**Required work**: With the line containing "pub type Date = chrono::NaiveDate;" as the starting point, output the remaining lines of the data exactly as they are, through the last.

**Supplied records**:
BEGIN

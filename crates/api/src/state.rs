use std::sync::Arc;

use crate::config::ServerConfig;

/// Handler state: the Postgres pool every repository call goes through,
/// and the loaded configuration (the auth extractor reads `config.jwt`).
#[derive(Clone)]
pub struct AppState {
    pub pool: grua_db::DbPool,
    pub config: Arc<ServerConfig>,
}
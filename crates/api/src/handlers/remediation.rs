//! Handlers for the `/remediations` resource.
//!
//! Remediations stay editable after their checklist is finalized.

use axum::extract::{Path, Query, State};
use axum::response::IntoResponse;
use axum::Json;
use chrono::Utc;
use futures::TryStreamExt;
use grua_core::error::CoreError;
use grua_core::types::{Date, DbId};
use grua_db::models::remediation::UpdateResolution;
use grua_db::repositories::RemediationRepo;
use serde::Deserialize;

use crate::error::{AppError, AppResult};
use crate::middleware::auth::AuthUser;
use crate::response::DataResponse;
use crate::state::AppState;

/// Query parameters for `GET /remediations/open`.
#[derive(Debug, Deserialize)]
#[serde(rename_all = "camelCase")]
pub struct OpenQuery {
    /// Defaults to the authenticated caller.
    pub responsible_party_id: Option<DbId>,
}

/// Query parameters for `GET /remediations/overdue`.
#[derive(Debug, Deserialize)]
#[serde(rename_all = "camelCase")]
pub struct OverdueQuery {
    /// Defaults to today (UTC).
    pub as_of: Option<Date>,
}

/// PATCH /api/v1/remediations/{id}
///
/// Move a remediation through its resolution lifecycle. The caller is
/// recorded as the actor.
pub async fn update_resolution(
    auth: AuthUser,
    State(state): State<AppState>,
    Path(id): Path<DbId>,
    Json(input): Json<UpdateResolution>,
) -> AppResult<impl IntoResponse> {
    let remediation =
        RemediationRepo::update_resolution(&state.pool, id, input.resolution_status, auth.user_id)
            .await?;

    Ok(Json(DataResponse { data: remediation }))
}

/// GET /api/v1/remediations/{id}/history
pub async fn history(
    _auth: AuthUser,
    State(state): State<AppState>,
    Path(id): Path<DbId>,
) -> AppResult<impl IntoResponse> {
    if RemediationRepo::find_by_id(&state.pool, id).await?.is_none() {
        return Err(AppError::Core(CoreError::NotFound {
            entity: "Remediation",
            id,
        }));
    }

    let events = RemediationRepo::history(&state.pool, id).await?;
    Ok(Json(DataResponse { data: events }))
}

/// GET /api/v1/remediations/open?responsiblePartyId=
///
/// Open remediations for a party, earliest due first.
pub async fn list_open(
    auth: AuthUser,
    State(state): State<AppState>,
    Query(params): Query<OpenQuery>,
) -> AppResult<impl IntoResponse> {
    let party = params.responsible_party_id.unwrap_or(auth.user_id);
    let tasks: Vec<_> = RemediationRepo::stream_open_by_responsible(&state.pool, party)
        .try_collect()
        .await?;

    Ok(Json(DataResponse { data: tasks }))
}

/// GET /api/v1/remediations/overdue?asOf=
pub async fn list_overdue(
    _auth: AuthUser,
    State(state): State<AppState>,
    Query(params): Query<OverdueQuery>,
) -> AppResult<impl IntoResponse> {
    let as_of = params.as_of.unwrap_or_else(|| Utc::now().date_naive());
    let tasks: Vec<_> = RemediationRepo::stream_overdue(&state.pool, as_of)
        .try_collect()
        .await?;

    Ok(Json(DataResponse { data: tasks }))
}

/// GET /api/v1/sites/{site_id}/remediations
///
/// Open non-conformances raised at a site.
pub async fn list_open_by_site(
    _auth: AuthUser,
    State(state): State<AppState>,
    Path(site_id): Path<DbId>,
) -> AppResult<impl IntoResponse> {
    let tasks = RemediationRepo::list_open_by_site(&state.pool, site_id).await?;
    Ok(Json(DataResponse { data: tasks }))
}
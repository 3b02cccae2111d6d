//! `/notifications`: the per-user inbox fed by finalization and the
//! expiry scan.

use axum::routing::{get, post};
use axum::Router;

use crate::handlers::notification;
use crate::state::AppState;

/// Routes mounted at `/notifications`.
///
/// ```text
/// GET    /?unreadOnly=&kind=   -> list_notifications
/// GET    /unread-count         -> unread_count
/// POST   /read-all             -> mark_all_read
/// POST   /{id}/read            -> mark_read
/// ```
pub fn router() -> Router<AppState> {
    Router::new()
        .route("/", get(notification::list_notifications))
        .route("/unread-count", get(notification::unread_count))
        .route("/read-all", post(notification::mark_all_read))
        .route("/{id}/read", post(notification::mark_read))
}
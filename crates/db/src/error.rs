use grua_core::error::CoreError;

/// Error returned by repository operations that enforce lifecycle rules
/// inside a transaction: either a domain refusal or a storage failure.
#[derive(Debug, thiserror::Error)]
pub enum LifecycleError {
    #[error(transparent)]
    Core(#[from] CoreError),

    #[error("Database error: {0}")]
    Database(#[from] sqlx::Error),
}

impl LifecycleError {
    /// Borrow the domain error, if this is one.
    pub fn as_core(&self) -> Option<&CoreError> {
        match self {
            LifecycleError::Core(err) => Some(err),
            LifecycleError::Database(_) => None,
        }
    }
}
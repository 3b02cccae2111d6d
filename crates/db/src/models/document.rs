//! Employee documents tracked for expiry.

use grua_core::types::{Date, DbId, Timestamp};
use serde::{Deserialize, Serialize};
use sqlx::FromRow;
use ts_rs::TS;
use validator::Validate;

/// A row from the `inspected_documents` table.
#[derive(Debug, Clone, FromRow, Serialize, TS)]
#[serde(rename_all = "camelCase")]
#[ts(export)]
pub struct InspectedDocument {
    pub id: DbId,
    pub employee_id: DbId,
    pub kind: String,
    pub name: String,
    pub valid_until: Option<Date>,
    pub created_at: Timestamp,
}

/// DTO for registering a document.
#[derive(Debug, Clone, Serialize, Deserialize, Validate)]
#[serde(rename_all = "camelCase")]
pub struct CreateDocument {
    pub employee_id: DbId,
    pub kind: String,
    #[validate(length(min = 1, max = 200, message = "Name must be 1-200 characters"))]
    pub name: String,
    pub valid_until: Option<Date>,
}
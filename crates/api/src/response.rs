//! Success envelope.

use serde::Serialize;

/// `{ "data": T }`, returned by every endpoint that has a body.
///
/// Paged instance listings return [`InstancePage`] instead, which adds a
/// `total` next to `data`.
///
/// [`InstancePage`]: grua_db::models::checklist_instance::InstancePage
#[derive(Debug, Serialize)]
pub struct DataResponse<T: Serialize> {
    pub data: T,
}
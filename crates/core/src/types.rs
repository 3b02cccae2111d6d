/// All database primary keys are PostgreSQL BIGSERIAL.
pub type DbId = i64;

/// All timestamps are UTC.
pub type Timestamp = chrono::DateTime<chrono::Utc>;

/// Calendar dates (inspection days, due dates, document validity).
pub type Date = chrono::NaiveDate;
//! Repository layer.
//!
//! Each repository is a zero-sized struct providing async methods that
//! accept `&PgPool` as the first argument. Listing methods documented as
//! streams return a lazy `BoxStream` over a database cursor; calling them
//! again re-runs the query against current state.

pub mod checklist_instance_repo;
pub mod checklist_model_repo;
pub mod document_repo;
pub mod notification_repo;
pub mod remediation_repo;

pub use checklist_instance_repo::ChecklistInstanceRepo;
pub use checklist_model_repo::ChecklistModelRepo;
pub use document_repo::DocumentRepo;
pub use notification_repo::NotificationRepo;
pub use remediation_repo::RemediationRepo;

END

**Task response**:
pub type Date = chrono::NaiveDate;
//! Repository layer.
//!
//! Each repository is a zero-sized struct providing async methods that
//! accept `&PgPool` as the first argument. Listing methods documented as
//! streams return a lazy `BoxStream` over a database cursor; calling them
//! again re-runs the query against current state.

pub mod checklist_instance_repo;
pub mod checklist_model_repo;
pub mod document_repo;
pub mod notification_repo;
pub mod remediation_repo;

pub use checklist_instance_repo::ChecklistInstanceRepo;
pub use checklist_model_repo::ChecklistModelRepo;
pub use document_repo::DocumentRepo;
pub use notification_repo::NotificationRepo;
pub use remediation_repo::RemediationRepo;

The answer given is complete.